What this task involves. Write out the data exactly from its first line onward, ending with the line in which "pub struct ToolOutput" appears.

The input.
^^^^
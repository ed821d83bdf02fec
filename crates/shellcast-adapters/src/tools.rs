use std::ffi::{OsStr, OsString};
use std::path::{Path, PathBuf};
use std::process::Stdio;
use std::time::Duration;

use async_trait::async_trait;
use serde::{Deserialize, Serialize};
use thiserror::Error;
use tokio::process::Command;
use tracing::{debug, error};

#[derive(Debug, Error)]
pub enum ToolError {
    #[error("failed to start {program}: {source}")]
    Spawn {
        program: String,
        #[source]
        source: std::io::Error,
    },
    #[error("{program} exited with {code:?}: {stderr}")]
    NonZeroExit {
        program: String,
        code: Option<i32>,
        stderr: String,
    },
    #[error("{program} did not finish within {}s", .timeout.as_secs())]
    Timeout { program: String, timeout: Duration },
}

#[derive(Debug, Clone)]
pub struct ToolOutput {
    pub stdout: String,
    pub stderr: String,
}

/// Runs external programs to completion with a wall-clock limit.
#[derive(Debug, Clone)]
pub struct ToolRunner {
    timeout: Duration,
}

impl ToolRunner {
    pub fn new(timeout: Duration) -> Self {
        Self { timeout }
    }

    pub async fn run<I, S>(&self, program: &Path, args: I) -> Result<ToolOutput, ToolError>
    where
        I: IntoIterator<Item = S>,
        S: AsRef<OsStr>,
    {
        let args: Vec<OsString> = args.into_iter().map(|a| a.as_ref().to_os_string()).collect();
        let name = program.display().to_string();
        debug!(program = %name, ?args, "running external tool");

        let child = Command::new(program)
            .args(&args)
            .stdin(Stdio::null())
            .stdout(Stdio::piped())
            .stderr(Stdio::piped())
            .kill_on_drop(true)
            .spawn()
            .map_err(|source| ToolError::Spawn {
                program: name.clone(),
                source,
            })?;

        let output = match tokio::time::timeout(self.timeout, child.wait_with_output()).await {
            Ok(result) => result.map_err(|source| ToolError::Spawn {
                program: name.clone(),
                source,
            })?,
            Err(_) => {
                error!(program = %name, timeout_secs = self.timeout.as_secs(), "external tool timed out");
                return Err(ToolError::Timeout {
                    program: name,
                    timeout: self.timeout,
                });
            }
        };

        let stdout = String::from_utf8_lossy(&output.stdout).into_owned();
        let stderr = String::from_utf8_lossy(&output.stderr).trim().to_string();
        if !output.status.success() {
            error!(program = %name, code = ?output.status.code(), %stderr, "external tool failed");
            return Err(ToolError::NonZeroExit {
                program: name,
                code: output.status.code(),
                stderr,
            });
        }
        Ok(ToolOutput { stdout, stderr })
    }
}

/// Longitude (west, east) and latitude (south, north) window for subsetting.
#[derive(Debug, Clone, Copy, PartialEq, Serialize, Deserialize)]
pub struct SubsetBounds {
    pub lon_we: [f64; 2],
    pub lat_sn: [f64; 2],
}

impl SubsetBounds {
    pub fn lon_arg(&self) -> String {
        format!("{}:{}", self.lon_we[0], self.lon_we[1])
    }

    pub fn lat_arg(&self) -> String {
        format!("{}:{}", self.lat_sn[0], self.lat_sn[1])
    }
}

#[derive(Debug, Clone, PartialEq, Serialize, Deserialize)]
pub struct ResampleSpec {
    pub x_res: f64,
    pub y_res: f64,
    #[serde(default = "default_resample_method")]
    pub method: String,
    #[serde(default = "default_dst_nodata")]
    pub dst_nodata: f64,
}

fn default_resample_method() -> String {
    "bilinear".to_string()
}

fn default_dst_nodata() -> f64 {
    -999.0
}

impl Default for ResampleSpec {
    fn default() -> Self {
        Self {
            x_res: 2539.703 / 100.0,
            y_res: 2539.702 / 100.0,
            method: default_resample_method(),
            dst_nodata: default_dst_nodata(),
        }
    }
}

/// Raster transforms delegated to the GRIB/GDAL command-line tools.
#[async_trait]
pub trait RasterTools: Send + Sync {
    async fn subset(&self, input: &Path, bounds: &SubsetBounds, output: &Path) -> Result<(), ToolError>;

    /// `band` is the 1-based field ordinal.
    async fn export_band(&self, input: &Path, band: usize, output: &Path) -> Result<(), ToolError>;

    async fn resample(&self, input: &Path, spec: &ResampleSpec, output: &Path) -> Result<(), ToolError>;
}

#[derive(Debug, Clone, PartialEq, Eq, Serialize, Deserialize)]
#[serde(default)]
pub struct ToolPaths {
    pub wgrib2: PathBuf,
    pub gdal_translate: PathBuf,
    pub gdalwarp: PathBuf,
    pub rscript: PathBuf,
    pub ogr2ogr: PathBuf,
}

impl Default for ToolPaths {
    fn default() -> Self {
        Self {
            wgrib2: PathBuf::from("wgrib2"),
            gdal_translate: PathBuf::from("gdal_translate"),
            gdalwarp: PathBuf::from("gdalwarp"),
            rscript: PathBuf::from("Rscript"),
            ogr2ogr: PathBuf::from("ogr2ogr"),
        }
    }
}

#[derive(Debug, Clone)]
pub struct CommandRasterTools {
    runner: ToolRunner,
    paths: ToolPaths,
}

impl CommandRasterTools {
    pub fn new(runner: ToolRunner, paths: ToolPaths) -> Self {
        Self { runner, paths }
    }
}

#[async_trait]
impl RasterTools for CommandRasterTools {
    async fn subset(&self, input: &Path, bounds: &SubsetBounds, output: &Path) -> Result<(), ToolError> {
        let lon = bounds.lon_arg();
        let lat = bounds.lat_arg();
        let args: [&OsStr; 5] = [
            input.as_os_str(),
            OsStr::new("-small_grib"),
            OsStr::new(&lon),
            OsStr::new(&lat),
            output.as_os_str(),
        ];
        self.runner.run(&self.paths.wgrib2, args).await.map(drop)
    }

    async fn export_band(&self, input: &Path, band: usize, output: &Path) -> Result<(), ToolError> {
        let band = band.to_string();
        let args: [&OsStr; 6] = [
            OsStr::new("-b"),
            OsStr::new(&band),
            OsStr::new("-of"),
            OsStr::new("GTiff"),
            input.as_os_str(),
            output.as_os_str(),
        ];
        self.runner.run(&self.paths.gdal_translate, args).await.map(drop)
    }

    async fn resample(&self, input: &Path, spec: &ResampleSpec, output: &Path) -> Result<(), ToolError> {
        let x_res = spec.x_res.to_string();
        let y_res = spec.y_res.to_string();
        let nodata = spec.dst_nodata.to_string();
        let args: [&OsStr; 10] = [
            OsStr::new("-tr"),
            OsStr::new(&x_res),
            OsStr::new(&y_res),
            OsStr::new("-r"),
            OsStr::new(&spec.method),
            OsStr::new("-dstnodata"),
            OsStr::new(&nodata),
            OsStr::new("-overwrite"),
            input.as_os_str(),
            output.as_os_str(),
        ];
        self.runner.run(&self.paths.gdalwarp, args).await.map(drop)
    }
}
^^^^
Response to the task.
repository ed821d83bdf02fec
filename crates/shellcast-adapters/src/tools.rs
use std::ffi::{OsStr, OsString};
use std::path::{Path, PathBuf};
use std::process::Stdio;
use std::time::Duration;

use async_trait::async_trait;
use serde::{Deserialize, Serialize};
use thiserror::Error;
use tokio::process::Command;
use tracing::{debug, error};

#[derive(Debug, Error)]
pub enum ToolError {
    #[error("failed to start {program}: {source}")]
    Spawn {
        program: String,
        #[source]
        source: std::io::Error,
    },
    #[error("{program} exited with {code:?}: {stderr}")]
    NonZeroExit {
        program: String,
        code: Option<i32>,
        stderr: String,
    },
    #[error("{program} did not finish within {}s", .timeout.as_secs())]
    Timeout { program: String, timeout: Duration },
}

#[derive(Debug, Clone)]
pub struct ToolOutput {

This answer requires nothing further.